A committee fighting for indigenous rights is calling on the government to take responsibility for the damage caused by the jade mining industry.

A Hpakant-based civil society group has urged the government to pursue an agreement with indigenous communities before initiating jade mining projects in Hpakant, Kachin State.

The Indigenous People’s Protection Committee (Mungnawk Hkawng Uru Rudi Ruhpang Ga in the Jinghpaw dialect) said that their people have suffered because of business pursuits in Hpakant.

“There is nothing left in our area. There is nothing left in my rotating farmland area because they already have dug it up looking for jade stones,” Lamawng La Tawng, a leader of the Indigenous People’s Protection Committee, told NMG. “What should we do in the future? How can we survive? Our area usually has plenty of trees and animals. Now everything is gone.”

Lamawng La Tawng said that homes in his community have cracked because of the explosions nearby from dynamite, as companies search for jade within local mountains.

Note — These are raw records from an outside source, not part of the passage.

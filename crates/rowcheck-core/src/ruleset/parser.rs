//! Rule set parsing from YAML/JSON.

use std::collections::BTreeSet;
use std::fs;
use std::path::Path;

use chrono::NaiveDate;
use serde::{Deserialize, Serialize};
use thiserror::Error;

/// Errors that can occur when parsing rule sets.
#[derive(Error, Debug)]
pub enum RuleSetError {
    #[error("Failed to read rule set file: {0}")]
    IoError(#[from] std::io::Error),

    #[error("Failed to parse YAML: {0}")]
    YamlError(#[from] serde_yaml::Error),

    #[error("Failed to parse JSON: {0}")]
    JsonError(#[from] serde_json::Error),

    #[error("Rule set validation failed: {0}")]
    ValidationError(String),
}

/// A single temporal invariant.
///
/// Partitions every record by comparing its date field against
/// `reference_date`, then requires the status field to take one of the
/// values permitted for that partition. A date equal to the reference date
/// falls in the on-or-before partition.
#[derive(Debug, Clone, Serialize, Deserialize, PartialEq, Eq)]
pub struct Rule {
    /// Unique identifier (e.g., "L1")
    pub id: String,

    /// 0-indexed field holding the record's date
    pub date_field: usize,

    /// 0-indexed field holding the record's status code
    pub status_field: usize,

    /// Snapshot date the record's date is compared against (`YYYY-MM-DD`)
    pub reference_date: NaiveDate,

    /// Status values permitted when the date is on or before the reference
    pub allowed_on_or_before: BTreeSet<String>,

    /// Status values permitted when the date is strictly after the reference
    pub allowed_after: BTreeSet<String>,
}

impl Rule {
    /// Minimum record width this rule can be applied to.
    pub fn min_fields(&self) -> usize {
        self.date_field.max(self.status_field) + 1
    }
}

fn default_delimiter() -> char {
    '|'
}

/// An ordered collection of validated rules, plus the stream parameters
/// they apply under.
#[derive(Debug, Clone, Serialize, Deserialize)]
pub struct RuleSet {
    /// Human-readable name; labels the verdict line (e.g., "TPC-H")
    pub name: String,

    /// Field delimiter for the input stream
    #[serde(default = "default_delimiter")]
    pub delimiter: char,

    /// Invariants to check, each applied to every record
    pub rules: Vec<Rule>,
}

impl RuleSet {
    /// Parse a rule set from a YAML string.
    pub fn from_yaml(yaml: &str) -> Result<Self, RuleSetError> {
        let ruleset: RuleSet = serde_yaml::from_str(yaml)?;
        ruleset.validate()?;
        Ok(ruleset)
    }

    /// Parse a rule set from a JSON string.
    pub fn from_json(json: &str) -> Result<Self, RuleSetError> {
        let ruleset: RuleSet = serde_json::from_str(json)?;
        ruleset.validate()?;
        Ok(ruleset)
    }

    /// Parse a rule set from a YAML file.
    pub fn from_yaml_file(path: impl AsRef<Path>) -> Result<Self, RuleSetError> {
        let contents = fs::read_to_string(path)?;
        Self::from_yaml(&contents)
    }

    /// Parse a rule set from a JSON file.
    pub fn from_json_file(path: impl AsRef<Path>) -> Result<Self, RuleSetError> {
        let contents = fs::read_to_string(path)?;
        Self::from_json(&contents)
    }

    /// The canonical TPC-H lineitem invariant: on or before 1995-06-17 the
    /// return flag (field 8) must be `R` or `A`; after it, `N`. The receipt
    /// date is field 12.
    pub fn tpch() -> Self {
        Self {
            name: "TPC-H".to_string(),
            delimiter: '|',
            rules: vec![Rule {
                id: "L1".to_string(),
                date_field: 12,
                status_field: 8,
                reference_date: NaiveDate::from_ymd_opt(1995, 6, 17).expect("static date"),
                allowed_on_or_before: ["R", "A"].into_iter().map(String::from).collect(),
                allowed_after: ["N"].into_iter().map(String::from).collect(),
            }],
        }
    }

    /// Minimum record width any rule in this set requires; a narrower
    /// record is malformed.
    pub fn min_fields(&self) -> usize {
        self.rules.iter().map(Rule::min_fields).max().unwrap_or(0)
    }

    /// Validate the rule set structure.
    fn validate(&self) -> Result<(), RuleSetError> {
        if self.name.is_empty() {
            return Err(RuleSetError::ValidationError(
                "rule set name must not be empty".to_string(),
            ));
        }

        if self.rules.is_empty() {
            return Err(RuleSetError::ValidationError(
                "rule set must contain at least one rule".to_string(),
            ));
        }

        self.validate_unique_rule_ids()?;

        for rule in &self.rules {
            if rule.allowed_on_or_before.is_empty() {
                return Err(RuleSetError::ValidationError(format!(
                    "rule {}: allowed_on_or_before must not be empty",
                    rule.id
                )));
            }
            if rule.allowed_after.is_empty() {
                return Err(RuleSetError::ValidationError(format!(
                    "rule {}: allowed_after must not be empty",
                    rule.id
                )));
            }
        }

        Ok(())
    }

    /// Ensure rule IDs are unique within the set.
    fn validate_unique_rule_ids(&self) -> Result<(), RuleSetError> {
        let mut seen = std::collections::HashSet::new();

        for rule in &self.rules {
            if !seen.insert(&rule.id) {
                return Err(RuleSetError::ValidationError(format!(
                    "Duplicate rule ID: {}",
                    rule.id
                )));
            }
        }

        Ok(())
    }
}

Sources of drinking water have also become polluted.

“Who is going to take responsibility for it?” he asked.

Jade mining companies have introduced the use of heavy machinery and engaged in excessive extraction of jade in Hpakant in recent years, causing natural disasters including flooding and landslides.

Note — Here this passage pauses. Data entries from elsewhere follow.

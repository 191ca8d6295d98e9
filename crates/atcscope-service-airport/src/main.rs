//! Airport controller lookup HTTP microservice.
//!
//! Given an airport ICAO code, returns the radio controllers (frequencies,
//! callsigns, positions) relevant to that airport. The data directory is
//! loaded into memory once at startup; queries are read-only after that.
//!
//! # Endpoints
//!
//! - `GET /airport/{icao}` - Look up controllers for an airport
//! - `GET /health/live` - Liveness probe
//! - `GET /health/ready` - Readiness probe
//!
//! # Configuration
//!
//! - `ATCSCOPE_DATA_PATH` - Path to the JSON data directory (default: /data/atc)
//! - `RUST_LOG` - Log level (default: info)
//! - `LOG_FORMAT` - Log format: json (default) or text
//! - `SERVICE_PORT` - HTTP port (default: 8080)

use std::env;
use std::net::SocketAddr;

use tracing::{error, info};

use atcscope_service_airport::router;
use atcscope_service_shared::{init_logging, AppState, LoggingConfig};

#[tokio::main]
async fn main() -> Result<(), Box<dyn std::error::Error>> {
    // Initialize logging (reads LOG_FORMAT from environment)
    let logging_config = LoggingConfig::from_env().with_service("airport");
    init_logging(&logging_config);

    // Load configuration from environment
    let data_path = env::var("ATCSCOPE_DATA_PATH").unwrap_or_else(|_| "/data/atc".to_string());
    let port: u16 = env::var("SERVICE_PORT")
        .ok()
        .and_then(|p| p.parse().ok())
        .unwrap_or(8080);

    info!(data_path = %data_path, port = port, "starting airport lookup service");

    // Load application state
    let state = AppState::load(&data_path).map_err(|e| {
        error!(error = %e, path = %data_path, "failed to load application state");
        e
    })?;

    info!(
        airports = state.index().airport_count(),
        codes = state.index().indexed_code_count(),
        skipped = state.index().skipped().len(),
        "application state loaded"
    );

    // Bind and serve
    let app = router(state);
    let addr = SocketAddr::from(([0, 0, 0, 0], port));
    info!(addr = %addr, "listening on");

    let listener = tokio::net::TcpListener::bind(addr).await?;
    axum::serve(listener, app).await?;

    Ok(())
}
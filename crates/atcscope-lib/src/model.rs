//! Data model for positions and their source records.
//!
//! Source documents are duck-typed JSON: frequencies arrive as strings or
//! numbers, coverage-code fields as a scalar or a list. Everything is
//! normalized into the types here at parse time so the ambiguity never
//! leaks into the index or the resolver.

use std::path::PathBuf;

use serde::{Deserialize, Serialize};
use serde_json::{Number, Value};

/// A radio frequency as found in source data: either a string such as
/// `"135.425"` or a bare JSON number.
///
/// The value is passed through untouched; it participates in the resolver's
/// dedup key, so it implements `Eq` and `Hash`.
#[derive(Debug, Clone, PartialEq, Eq, Hash, Serialize, Deserialize)]
#[serde(untagged)]
pub enum Frequency {
    Text(String),
    Number(Number),
}

impl Frequency {
    /// Build a frequency from a raw JSON value, ignoring anything that is
    /// neither a string nor a number.
    pub(crate) fn from_value(value: &Value) -> Option<Self> {
        match value {
            Value::String(s) => Some(Frequency::Text(s.clone())),
            Value::Number(n) => Some(Frequency::Number(n.clone())),
            _ => None,
        }
    }
}

/// A controller console definition.
///
/// Optional fields that are absent in source data stay `None` and serialize
/// as `null`; they are never fabricated.
#[derive(Debug, Clone, PartialEq, Serialize, Deserialize)]
pub struct Position {
    /// Identifier of the position, unique within the position index.
    pub id: String,
    /// Radio callsign, e.g. `"EDJA_TWR"`.
    pub callsign: Option<String>,
    /// Broadcast frequency. The same id may appear under several
    /// frequencies, which the resolver treats as distinct consoles.
    pub frequency: Option<Frequency>,
    /// Position type, e.g. `"TWR"` or `"CTR"`.
    #[serde(rename = "type")]
    pub kind: Option<String>,
}

/// A source file that was skipped during loading, with the reason.
///
/// Skipping is recoverable by design: one malformed file must not take down
/// the whole index. The record exists so callers can still see what was
/// left out.
#[derive(Debug, Clone, PartialEq, Eq, Serialize)]
pub struct SkippedFile {
    pub path: PathBuf,
    pub reason: String,
}

/// Flatten a scalar-or-list JSON value into a list of coverage codes.
///
/// Strings are taken as-is (empty ones dropped), numbers are stringified,
/// `null` and anything non-scalar contribute nothing. Nesting deeper than
/// one list level does not occur in source data and is not flattened.
pub(crate) fn scalar_or_list(value: &Value) -> Vec<String> {
    match value {
        Value::Null => Vec::new(),
        Value::Array(items) => items.iter().filter_map(coerce_code).collect(),
        other => coerce_code(other).into_iter().collect(),
    }
}

fn coerce_code(value: &Value) -> Option<String> {
    match value {
        Value::String(s) if s.is_empty() => None,
        Value::String(s) => Some(s.clone()),
        Value::Number(n) => Some(n.to_string()),
        _ => None,
    }
}
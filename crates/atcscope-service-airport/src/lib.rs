//! Router and handler for the airport controller lookup service.
//!
//! Kept in a library target so integration tests can mount the exact app
//! the binary serves.

#![deny(warnings)]

use axum::{
    extract::{Path, State},
    http::{HeaderMap, StatusCode},
    response::IntoResponse,
    routing::get,
    Json, Router,
};
use serde::Serialize;
use tower_http::trace::TraceLayer;
use tracing::info;

use atcscope_lib::Position;
use atcscope_service_shared::{
    extract_or_generate_request_id, health_live, health_ready, AppState, ProblemDetails,
};

/// Lookup response returned to the caller.
#[derive(Debug, Serialize)]
pub struct AirportResponse {
    /// Uppercased ICAO code that was queried.
    pub airport: String,
    /// Controllers relevant to the airport, in first-seen order.
    pub controllers: Vec<Position>,
}

/// HTTP response - either success or RFC 9457 error.
#[derive(Debug)]
enum Response {
    Success(AirportResponse),
    Problem(ProblemDetails),
}

impl IntoResponse for Response {
    fn into_response(self) -> axum::response::Response {
        match self {
            Response::Success(body) => (StatusCode::OK, Json(body)).into_response(),
            Response::Problem(problem) => problem.into_response(),
        }
    }
}

/// Build the service router over the given state.
pub fn router(state: AppState) -> Router {
    Router::new()
        .route("/airport/{icao}", get(airport_handler))
        .route("/health/live", get(health_live))
        .route("/health/ready", get(health_ready))
        .layer(TraceLayer::new_for_http())
        .with_state(state)
}

/// Handle GET /airport/{icao} requests.
async fn airport_handler(
    State(state): State<AppState>,
    headers: HeaderMap,
    Path(icao): Path<String>,
) -> Response {
    let request_id = extract_or_generate_request_id(&headers);

    if icao.trim().is_empty() {
        return Response::Problem(ProblemDetails::bad_request(
            "The airport code cannot be blank",
            request_id.as_str(),
        ));
    }

    let airport = icao.to_ascii_uppercase();
    let controllers = state.index().resolve(&icao);

    info!(
        request_id = %request_id,
        airport = %airport,
        controllers = controllers.len(),
        "handled airport lookup"
    );

    if controllers.is_empty() {
        return Response::Problem(ProblemDetails::airport_not_found(
            &airport,
            request_id.as_str(),
        ));
    }

    Response::Success(AirportResponse {
        airport,
        controllers,
    })
}
//! Atcscope library entry points.
//!
//! This crate loads a directory tree of JSON position/airport documents into
//! an in-memory [`ControllerIndex`] and answers point queries against it:
//! given an airport ICAO code, which radio controllers are relevant to it.
//! Higher-level consumers (HTTP services) should only depend on the types
//! exported here instead of reimplementing behavior.

#![deny(warnings)]

pub mod error;
pub mod index;
pub mod loader;
pub mod model;

pub use error::{Error, Result};
pub use index::ControllerIndex;
pub use model::{Frequency, Position, SkippedFile};
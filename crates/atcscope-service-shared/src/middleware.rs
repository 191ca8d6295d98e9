//! Request correlation helpers for the atcscope services.
//!
//! The handlers extract an `X-Request-ID` header if present, otherwise
//! generate a new UUID v7 (time-sortable). The ID lands in structured log
//! entries so a single lookup can be traced across lines.

use axum::http::HeaderMap;
use uuid::Uuid;

/// Newtype wrapper for request correlation IDs.
#[derive(Debug, Clone, PartialEq, Eq)]
pub struct RequestId(pub String);

impl RequestId {
    /// Create a new request ID from a string.
    pub fn new(id: impl Into<String>) -> Self {
        Self(id.into())
    }

    /// Generate a new UUID v7 request ID.
    pub fn generate() -> Self {
        Self(Uuid::now_v7().to_string())
    }

    /// Get the request ID as a string slice.
    pub fn as_str(&self) -> &str {
        &self.0
    }
}

impl std::fmt::Display for RequestId {
    fn fmt(&self, f: &mut std::fmt::Formatter<'_>) -> std::fmt::Result {
        write!(f, "{}", self.0)
    }
}

impl From<String> for RequestId {
    fn from(s: String) -> Self {
        Self(s)
    }
}

impl From<&str> for RequestId {
    fn from(s: &str) -> Self {
        Self(s.to_string())
    }
}

/// Extract the request ID from headers or generate a new UUID v7.
///
/// Looks for the `X-Request-ID` header (case-insensitive). If not present,
/// empty, or invalid UTF-8, generates a new UUID v7.
pub fn extract_or_generate_request_id(headers: &HeaderMap) -> RequestId {
    headers
        .get("x-request-id")
        .and_then(|v| v.to_str().ok())
        .filter(|s| !s.is_empty())
        .map(RequestId::from)
        .unwrap_or_else(RequestId::generate)
}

Lamawng La Tawng has demanded greater respect for indigenous rights to the area and the maintenance of the forests, farmlands, and natural resources in Hpakant.

“We want to reclaim our lost rights. The situation is really bad. Our area will be completely gone in the next five to 10 years. If situation keeps going like this, we will have no hope left. Our area is completely damaged,” he explained.

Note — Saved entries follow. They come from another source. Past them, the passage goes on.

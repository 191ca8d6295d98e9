//! The in-memory controller index and the query resolver.
//!
//! The index holds three flat tables built once at startup:
//!
//! - coverage code -> positions declared under that code
//! - airport ICAO -> raw attribute record (opaque pass-through)
//! - airport ICAO -> flattened coverage codes
//!
//! After loading the index is never mutated, so [`ControllerIndex::resolve`]
//! is safe to call from any number of concurrent readers.

use std::collections::{HashMap, HashSet};

use serde_json::{Map, Value};

use crate::model::{scalar_or_list, Frequency, Position, SkippedFile};

/// Airport record fields that contribute coverage codes, in the fixed
/// order their matches appear in resolver output.
const COVERAGE_FIELDS: [&str; 4] = ["pre", "topdown", "sector", "major"];

/// Lookup tables answering "which controllers are relevant to this airport".
#[derive(Debug, Clone, Default)]
pub struct ControllerIndex {
    /// Coverage code -> positions, in ingestion order.
    positions_by_code: HashMap<String, Vec<Position>>,
    /// Airport ICAO -> raw source record, last write wins.
    airport_info: HashMap<String, Map<String, Value>>,
    /// Airport ICAO -> coverage codes from `pre`, `topdown`, `sector`,
    /// `major`, flattened in that field order. Never contains the
    /// airport's own code; that is appended at query time.
    airport_codes: HashMap<String, Vec<String>>,
    /// Files skipped during loading, with reasons.
    skipped: Vec<SkippedFile>,
}

impl ControllerIndex {
    /// Fold one parsed source document into the tables.
    ///
    /// Non-object documents contribute nothing. Position entries append
    /// under every code in their scalar-or-list `pre` field; airport
    /// entries overwrite any earlier record for the same ICAO. Ingesting
    /// the same document twice appends duplicate position entries; reload
    /// means building a fresh index.
    pub fn ingest_document(&mut self, document: &Value) {
        let Some(root) = document.as_object() else {
            return;
        };

        if let Some(positions) = root.get("positions").and_then(Value::as_object) {
            for (id, record) in positions {
                let codes = record.get("pre").map(scalar_or_list).unwrap_or_default();
                if codes.is_empty() {
                    continue;
                }
                let position = Position {
                    id: id.clone(),
                    callsign: record
                        .get("callsign")
                        .and_then(Value::as_str)
                        .map(str::to_owned),
                    frequency: record.get("frequency").and_then(Frequency::from_value),
                    kind: record.get("type").and_then(Value::as_str).map(str::to_owned),
                };
                for code in codes {
                    self.positions_by_code
                        .entry(code)
                        .or_default()
                        .push(position.clone());
                }
            }
        }

        if let Some(airports) = root.get("airports").and_then(Value::as_object) {
            for (icao, record) in airports {
                let Some(fields) = record.as_object() else {
                    continue;
                };
                let mut codes = Vec::new();
                for field in COVERAGE_FIELDS {
                    if let Some(value) = fields.get(field) {
                        codes.extend(scalar_or_list(value));
                    }
                }
                self.airport_codes.insert(icao.clone(), codes);
                self.airport_info.insert(icao.clone(), fields.clone());
            }
        }
    }

    /// Resolve the controllers relevant to an airport.
    ///
    /// The code is uppercased, its coverage codes (possibly none) are
    /// walked in order with the airport's own code appended last, and
    /// matches are deduplicated by `(id, frequency)` with the first
    /// occurrence winning. An unknown airport yields an empty list; that
    /// is a valid "no controllers" answer, not an error.
    pub fn resolve(&self, airport: &str) -> Vec<Position> {
        let icao = airport.to_ascii_uppercase();

        let mut candidates: Vec<&str> = self
            .airport_codes
            .get(&icao)
            .map(|codes| codes.iter().map(String::as_str).collect())
            .unwrap_or_default();
        candidates.push(&icao);

        let mut seen: HashSet<(&str, Option<&Frequency>)> = HashSet::new();
        let mut controllers = Vec::new();
        for code in candidates {
            let Some(positions) = self.positions_by_code.get(code) else {
                continue;
            };
            for position in positions {
                if seen.insert((position.id.as_str(), position.frequency.as_ref())) {
                    controllers.push(position.clone());
                }
            }
        }
        controllers
    }

    /// Positions indexed under a coverage code, in ingestion order.
    pub fn positions_for(&self, code: &str) -> &[Position] {
        self.positions_by_code
            .get(code)
            .map(Vec::as_slice)
            .unwrap_or_default()
    }

    /// Raw source record for an airport, if known.
    pub fn airport_info(&self, icao: &str) -> Option<&Map<String, Value>> {
        self.airport_info.get(icao)
    }

    /// Coverage codes for an airport, if known. Does not include the
    /// airport's own code.
    pub fn coverage_codes(&self, icao: &str) -> Option<&[String]> {
        self.airport_codes.get(icao).map(Vec::as_slice)
    }

    /// Number of airports with a stored record.
    pub fn airport_count(&self) -> usize {
        self.airport_info.len()
    }

    /// Number of coverage codes with at least one indexed position.
    pub fn indexed_code_count(&self) -> usize {
        self.positions_by_code.len()
    }

    /// Files skipped while loading, with reasons.
    pub fn skipped(&self) -> &[SkippedFile] {
        &self.skipped
    }

    /// True when nothing at all was loaded.
    pub fn is_empty(&self) -> bool {
        self.positions_by_code.is_empty() && self.airport_info.is_empty()
    }

    pub(crate) fn record_skip(&mut self, skip: SkippedFile) {
        self.skipped.push(skip);
    }
}
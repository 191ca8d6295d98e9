use std::path::PathBuf;

use thiserror::Error;

/// Convenient result alias for the atcscope library.
pub type Result<T> = std::result::Result<T, Error>;

/// Top-level library error type.
///
/// Per-file problems during loading (unreadable file, invalid JSON, wrong
/// top-level shape) never surface here; they are recorded on
/// [`crate::ControllerIndex::skipped`] and the load continues.
#[derive(Debug, Error)]
pub enum Error {
    /// Data directory could not be located at the resolved path.
    #[error("data directory not found at {path}")]
    DataDirNotFound { path: PathBuf },

    /// The configured data path exists but is not a directory.
    #[error("data path {path} is not a directory")]
    NotADirectory { path: PathBuf },

    /// Wrapper for IO errors.
    #[error(transparent)]
    Io(#[from] std::io::Error),
}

The Indigenous People’s Protection Committee is also concerned about population shifts in the Hpakant area as people from across Burma move there to work in the mines and eke out a living as jade-pickers, and the Kachin feel that they are becoming a minority.

“We are demanding to the government that we don’t want jade stones worth millions of dollars. What we really want is to reclaim our lost land and farmland,” Lamawng La Tawng said. “Originally, indigenous people made up the few thousand people living in the Hpakant area. Now hundreds of thousands of workers have migrated to the area.”

Ze Zawng, general secretary of the Kachin National Congress Party, said that he is worried that the authorities will settle the workers on lands seized by the government in the Hpakant area under the controversial Vacant, Fallow and Virgin land management law.

“This plan could cause more conflicts in the area,” he said.
The Hpakant branch of the Kachin State People’s Party (KSPP), a party formed earlier this year through a merger of Kachin parties that were once political rivals, released a statement to mark the International Day of the World’s Indigenous People on August 9.

“Indigenous people should get full recognition of their indigenous rights with dignity. Indigenous people’s rights are one of the important factors in building a genuine federal democratic Union. The KSPP’s Hpakant branch will work together with indigenous people to fulfill their rights,” the party said in its statement.

Indigenous people in Hpakant held the “Our Land, Our Life” event to celebrate International Day of the World’s Indigenous People at the Maw-one Independent Stone-pillar Park in Hpakant town on August 9.